Assignment ::
Every entry must appear in the output exactly as it does here.

Exercise data ::
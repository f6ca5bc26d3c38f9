//! Application configuration options

use std::time::Duration;

use crate::provision::RunnerOptions;
use crate::reconcile::OrchestratorOptions;
use crate::storage::layout::StorageLayout;
use crate::storage::settings::{PlatformSettings, Settings};
use crate::workers::poller;

/// Main application options
#[derive(Debug, Clone)]
pub struct AppOptions {
    /// Lifecycle configuration
    pub lifecycle: LifecycleOptions,

    /// Storage configuration
    pub storage: StorageOptions,

    /// Enable local HTTP server
    pub enable_socket_server: bool,

    /// Enable periodic reconciliation
    pub enable_poller: bool,

    /// Server configuration
    pub server: ServerOptions,

    /// Poller worker options
    pub poller: poller::Options,

    /// Reconciliation engine options
    pub reconcile: OrchestratorOptions,

    /// Connect/read timeout for management server calls
    pub request_timeout: Duration,

    /// Platform integration hooks
    pub platform: PlatformSettings,
}

impl Default for AppOptions {
    fn default() -> Self {
        Self {
            lifecycle: LifecycleOptions::default(),
            storage: StorageOptions::default(),
            enable_socket_server: true,
            enable_poller: true,
            server: ServerOptions::default(),
            poller: poller::Options::default(),
            reconcile: OrchestratorOptions::default(),
            request_timeout: Duration::from_secs(10),
            platform: PlatformSettings::default(),
        }
    }
}

impl AppOptions {
    /// Assemble options from the settings file
    pub fn from_settings(layout: StorageLayout, settings: &Settings) -> Self {
        let reconcile = &settings.reconcile;
        Self {
            lifecycle: LifecycleOptions::default(),
            storage: StorageOptions { layout },
            enable_socket_server: settings.server.enabled,
            enable_poller: settings.poller.enabled,
            server: ServerOptions {
                host: settings.server.host.clone(),
                port: settings.server.port,
            },
            poller: poller::Options {
                interval: Duration::from_secs(settings.poller.interval_secs),
                ..Default::default()
            },
            reconcile: OrchestratorOptions {
                extended_build: reconcile.extended_build,
                escalation: reconcile.escalation,
                max_config_age: reconcile.max_config_age_secs.map(Duration::from_secs),
                reinstall_policy: reconcile.reinstall_policy,
                prune_orphans: true,
                settle_delay: Duration::from_millis(reconcile.settle_delay_ms),
                autorun_pause: Duration::from_secs(reconcile.autorun_pause_secs),
                runner: RunnerOptions {
                    auto_retries: reconcile.auto_retries,
                    retry_delay: Duration::from_secs(reconcile.retry_delay_secs),
                },
            },
            request_timeout: Duration::from_secs(reconcile.request_timeout_secs),
            platform: settings.platform.clone(),
        }
    }
}

/// Lifecycle options for the agent
#[derive(Debug, Clone)]
pub struct LifecycleOptions {
    /// Maximum delay for graceful shutdown
    pub max_shutdown_delay: Duration,
}

impl Default for LifecycleOptions {
    fn default() -> Self {
        Self {
            max_shutdown_delay: Duration::from_secs(30),
        }
    }
}

/// Storage configuration options
#[derive(Debug, Clone, Default)]
pub struct StorageOptions {
    /// Storage layout paths
    pub layout: StorageLayout,
}

/// Local HTTP server options
#[derive(Debug, Clone)]
pub struct ServerOptions {
    /// Host to bind to
    pub host: String,

    /// Port to listen on
    pub port: u16,
}

impl Default for ServerOptions {
    fn default() -> Self {
        Self {
            host: "127.0.0.1".to_string(),
            port: 8087,
        }
    }
}

#[cfg(test)]
mod tests {
    use super::*;
    use crate::storage::settings::EscalationMode;

    #[test]
    fn test_from_settings() {
        let settings: Settings = serde_json::from_str(
            r#"{
                "server": {"enabled": false, "port": 9000},
                "poller": {"interval_secs": 60},
                "reconcile": {"escalation": "attended", "settle_delay_ms": 0, "max_config_age_secs": 3600}
            }"#,
        )
        .unwrap();

        let options = AppOptions::from_settings(StorageLayout::new("/tmp/mdm"), &settings);
        assert!(!options.enable_socket_server);
        assert_eq!(options.server.port, 9000);
        assert_eq!(options.poller.interval, Duration::from_secs(60));
        assert_eq!(options.reconcile.escalation, EscalationMode::Attended);
        assert_eq!(options.reconcile.settle_delay, Duration::ZERO);
        assert_eq!(options.reconcile.max_config_age, Some(Duration::from_secs(3600)));
        assert_eq!(options.request_timeout, Duration::from_secs(10));
    }
}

Worked solution ::
repository f6ca5bc26d3c38f9
//! Application configuration options

use std::time::Duration;

use crate::provision::RunnerOptions;
use crate::reconcile::OrchestratorOptions;
use crate::storage::layout::StorageLayout;
use crate::storage::settings::{PlatformSettings, Settings};
use crate::workers::poller;

/// Main application options
#[derive(Debug, Clone)]
pub struct AppOptions {
    /// Lifecycle configuration
    pub lifecycle: LifecycleOptions,

    /// Storage configuration
    pub storage: StorageOptions,

    /// Enable local HTTP server
    pub enable_socket_server: bool,

    /// Enable periodic reconciliation
    pub enable_poller: bool,

    /// Server configuration
    pub server: ServerOptions,

    /// Poller worker options
    pub poller: poller::Options,

    /// Reconciliation engine options
    pub reconcile: OrchestratorOptions,

    /// Connect/read timeout for management server calls
    pub request_timeout: Duration,

    /// Platform integration hooks
    pub platform: PlatformSettings,
}

impl Default for AppOptions {
    fn default() -> Self {
        Self {
            lifecycle: LifecycleOptions::default(),
            storage: StorageOptions::default(),
            enable_socket_server: true,
            enable_poller: true,
            server: ServerOptions::default(),
            poller: poller::Options::default(),
            reconcile: OrchestratorOptions::default(),
            request_timeout: Duration::from_secs(10),
            platform: PlatformSettings::default(),
        }
    }
}

impl AppOptions {
    /// Assemble options from the settings file
    pub fn from_settings(layout: StorageLayout, settings: &Settings) -> Self {
        let reconcile = &settings.reconcile;
        Self {
            lifecycle: LifecycleOptions::default(),
            storage: StorageOptions { layout },
            enable_socket_server: settings.server.enabled,
            enable_poller: settings.poller.enabled,
            server: ServerOptions {
                host: settings.server.host.clone(),
                port: settings.server.port,
            },
            poller: poller::Options {
                interval: Duration::from_secs(settings.poller.interval_secs),
                ..Default::default()
            },
            reconcile: OrchestratorOptions {
                extended_build: reconcile.extended_build,
                escalation: reconcile.escalation,
                max_config_age: reconcile.max_config_age_secs.map(Duration::from_secs),
                reinstall_policy: reconcile.reinstall_policy,
                prune_orphans: true,
                settle_delay: Duration::from_millis(reconcile.settle_delay_ms),
                autorun_pause: Duration::from_secs(reconcile.autorun_pause_secs),
                runner: RunnerOptions {
                    auto_retries: reconcile.auto_retries,
                    retry_delay: Duration::from_secs(reconcile.retry_delay_secs),
                },
            },
            request_timeout: Duration::from_secs(reconcile.request_timeout_secs),
            platform: settings.platform.clone(),
        }
    }
}

/// Lifecycle options for the agent
#[derive(Debug, Clone)]
pub struct LifecycleOptions {
    /// Maximum delay for graceful shutdown
    pub max_shutdown_delay: Duration,
}

impl Default for LifecycleOptions {
    fn default() -> Self {
        Self {
            max_shutdown_delay: Duration::from_secs(30),
        }
    }
}

/// Storage configuration options
#[derive(Debug, Clone, Default)]
pub struct StorageOptions {
    /// Storage layout paths
    pub layout: StorageLayout,
}

/// Local HTTP server options
#[derive(Debug, Clone)]
pub struct ServerOptions {
    /// Host to bind to
    pub host: String,

    /// Port to listen on
    pub port: u16,
}

impl Default for ServerOptions {
    fn default() -> Self {
        Self {
            host: "127.0.0.1".to_string(),
            port: 8087,
        }
    }
}

#[cfg(test)]
mod tests {
    use super::*;
    use crate::storage::settings::EscalationMode;

    #[test]
    fn test_from_settings() {
        let settings: Settings = serde_json::from_str(
            r#"{
                "server": {"enabled": false, "port": 9000},
                "poller": {"interval_secs": 60},
                "reconcile": {"escalation": "attended", "settle_delay_ms": 0, "max_config_age_secs": 3600}
            }"#,
        )
        .unwrap();

        let options = AppOptions::from_settings(StorageLayout::new("/tmp/mdm"), &settings);
        assert!(!options.enable_socket_server);
        assert_eq!(options.server.port, 9000);
        assert_eq!(options.poller.interval, Duration::from_secs(60));
        assert_eq!(options.reconcile.escalation, EscalationMode::Attended);
        assert_eq!(options.reconcile.settle_delay, Duration::ZERO);
        assert_eq!(options.reconcile.max_config_age, Some(Duration::from_secs(3600)));
        assert_eq!(options.request_timeout, Duration::from_secs(10));
    }
}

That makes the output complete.